(Collected data)
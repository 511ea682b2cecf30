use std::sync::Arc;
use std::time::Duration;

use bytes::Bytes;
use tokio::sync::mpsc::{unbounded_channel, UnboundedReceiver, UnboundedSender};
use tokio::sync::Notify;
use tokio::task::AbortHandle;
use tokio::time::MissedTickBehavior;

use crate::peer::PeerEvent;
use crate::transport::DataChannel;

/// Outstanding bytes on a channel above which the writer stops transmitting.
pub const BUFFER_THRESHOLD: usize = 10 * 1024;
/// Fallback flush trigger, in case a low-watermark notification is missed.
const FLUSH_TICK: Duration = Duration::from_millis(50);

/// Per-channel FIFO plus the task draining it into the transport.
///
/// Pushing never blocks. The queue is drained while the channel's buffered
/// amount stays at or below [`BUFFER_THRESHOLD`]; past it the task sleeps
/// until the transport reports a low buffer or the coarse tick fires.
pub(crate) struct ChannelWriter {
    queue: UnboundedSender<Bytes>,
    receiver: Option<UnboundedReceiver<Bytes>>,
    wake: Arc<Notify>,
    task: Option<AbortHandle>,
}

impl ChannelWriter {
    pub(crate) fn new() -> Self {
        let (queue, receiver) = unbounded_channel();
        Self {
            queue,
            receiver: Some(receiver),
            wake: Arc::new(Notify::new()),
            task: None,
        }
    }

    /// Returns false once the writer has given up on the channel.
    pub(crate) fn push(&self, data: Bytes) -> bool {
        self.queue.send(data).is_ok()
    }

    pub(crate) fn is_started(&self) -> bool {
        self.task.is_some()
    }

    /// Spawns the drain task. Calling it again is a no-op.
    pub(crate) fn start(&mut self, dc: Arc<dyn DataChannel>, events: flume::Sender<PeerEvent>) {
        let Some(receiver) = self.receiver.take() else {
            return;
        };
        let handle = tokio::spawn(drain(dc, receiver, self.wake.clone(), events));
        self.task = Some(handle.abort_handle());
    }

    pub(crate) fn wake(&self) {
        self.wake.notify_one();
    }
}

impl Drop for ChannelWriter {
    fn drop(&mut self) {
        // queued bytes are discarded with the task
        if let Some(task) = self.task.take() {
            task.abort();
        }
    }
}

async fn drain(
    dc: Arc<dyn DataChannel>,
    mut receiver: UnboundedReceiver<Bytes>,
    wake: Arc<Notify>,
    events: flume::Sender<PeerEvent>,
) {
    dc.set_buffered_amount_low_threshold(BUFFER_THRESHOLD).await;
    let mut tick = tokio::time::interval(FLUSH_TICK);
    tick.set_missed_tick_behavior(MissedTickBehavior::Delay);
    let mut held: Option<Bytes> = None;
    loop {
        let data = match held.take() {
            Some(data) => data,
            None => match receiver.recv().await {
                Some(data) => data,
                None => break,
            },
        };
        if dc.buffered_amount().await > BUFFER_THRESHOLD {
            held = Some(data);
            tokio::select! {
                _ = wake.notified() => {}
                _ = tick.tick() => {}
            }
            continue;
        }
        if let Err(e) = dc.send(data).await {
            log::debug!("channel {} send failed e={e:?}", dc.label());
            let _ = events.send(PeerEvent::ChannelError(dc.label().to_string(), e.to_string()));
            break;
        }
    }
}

__TASK OBJECTIVE__
Give again, exactly, every line from the one holding "let mut held: Option<Bytes> = None;" to the last line of the data.

__WRITTEN ANSWER__
    let mut held: Option<Bytes> = None;
    loop {
        let data = match held.take() {
            Some(data) => data,
            None => match receiver.recv().await {
                Some(data) => data,
                None => break,
            },
        };
        if dc.buffered_amount().await > BUFFER_THRESHOLD {
            held = Some(data);
            tokio::select! {
                _ = wake.notified() => {}
                _ = tick.tick() => {}
            }
            continue;
        }
        if let Err(e) = dc.send(data).await {
            log::debug!("channel {} send failed e={e:?}", dc.label());
            let _ = events.send(PeerEvent::ChannelError(dc.label().to_string(), e.to_string()));
            break;
        }
    }
}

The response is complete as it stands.